EXERCISE DATA.

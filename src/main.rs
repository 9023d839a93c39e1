//! HTTP server entry point. Wires config, logging and the storage backend
//! selected at compile time, then serves the dispatcher router.

use std::sync::Arc;

use cyphergraph::Graph;

struct Config {
    database_url: String,
    listen_addr: String,
}

impl Config {
    fn from_env() -> Self {
        Self {
            database_url: std::env::var("DATABASE_URL").unwrap_or_else(|_| default_database_url()),
            listen_addr: std::env::var("LISTEN_ADDR").unwrap_or_else(|_| "0.0.0.0:7474".to_string()),
        }
    }
}

#[cfg(feature = "sqlite")]
fn default_database_url() -> String {
    "sqlite::memory:".to_string()
}

#[cfg(all(feature = "postgres", not(feature = "sqlite")))]
fn default_database_url() -> String {
    "postgres://localhost/cyphergraph".to_string()
}

#[tokio::main]
async fn main() -> anyhow::Result<()> {
    tracing_subscriber::fmt()
        .with_env_filter(tracing_subscriber::EnvFilter::from_default_env())
        .init();

    let config = Config::from_env();
    run(config).await
}

#[cfg(feature = "sqlite")]
async fn run(config: Config) -> anyhow::Result<()> {
    let store = cyphergraph::SqliteStore::connect(&config.database_url).await?;
    serve(store, &config.listen_addr).await
}

#[cfg(all(feature = "postgres", not(feature = "sqlite")))]
async fn run(config: Config) -> anyhow::Result<()> {
    let store = cyphergraph::PostgresStore::connect(&config.database_url).await?;
    serve(store, &config.listen_addr).await
}

async fn serve<S: cyphergraph::GraphStore>(store: S, listen_addr: &str) -> anyhow::Result<()> {
    let graph = Arc::new(Graph::new(store));
    graph.initialize().await?;
    tracing::info!(addr = listen_addr, "cyphergraph listening");

    let app = cyphergraph::dispatcher::router(graph);
    let listener = tokio::net::TcpListener::bind(listen_addr).await?;
    axum::serve(listener, app).await?;
    Ok(())
}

PROBLEM REQUIREMENTS. Could the data above be returned exactly as it stands?

ANSWER FOR THIS EXERCISE.
filename src/main.rs
repository 9023d839a93c39e1
//! HTTP server entry point. Wires config, logging and the storage backend
//! selected at compile time, then serves the dispatcher router.

use std::sync::Arc;

use cyphergraph::Graph;

struct Config {
    database_url: String,
    listen_addr: String,
}

impl Config {
    fn from_env() -> Self {
        Self {
            database_url: std::env::var("DATABASE_URL").unwrap_or_else(|_| default_database_url()),
            listen_addr: std::env::var("LISTEN_ADDR").unwrap_or_else(|_| "0.0.0.0:7474".to_string()),
        }
    }
}

#[cfg(feature = "sqlite")]
fn default_database_url() -> String {
    "sqlite::memory:".to_string()
}

#[cfg(all(feature = "postgres", not(feature = "sqlite")))]
fn default_database_url() -> String {
    "postgres://localhost/cyphergraph".to_string()
}

#[tokio::main]
async fn main() -> anyhow::Result<()> {
    tracing_subscriber::fmt()
        .with_env_filter(tracing_subscriber::EnvFilter::from_default_env())
        .init();

    let config = Config::from_env();
    run(config).await
}

#[cfg(feature = "sqlite")]
async fn run(config: Config) -> anyhow::Result<()> {
    let store = cyphergraph::SqliteStore::connect(&config.database_url).await?;
    serve(store, &config.listen_addr).await
}

#[cfg(all(feature = "postgres", not(feature = "sqlite")))]
async fn run(config: Config) -> anyhow::Result<()> {
    let store = cyphergraph::PostgresStore::connect(&config.database_url).await?;
    serve(store, &config.listen_addr).await
}

async fn serve<S: cyphergraph::GraphStore>(store: S, listen_addr: &str) -> anyhow::Result<()> {
    let graph = Arc::new(Graph::new(store));
    graph.initialize().await?;
    tracing::info!(addr = listen_addr, "cyphergraph listening");

    let app = cyphergraph::dispatcher::router(graph);
    let listener = tokio::net::TcpListener::bind(listen_addr).await?;
    axum::serve(listener, app).await?;
    Ok(())
}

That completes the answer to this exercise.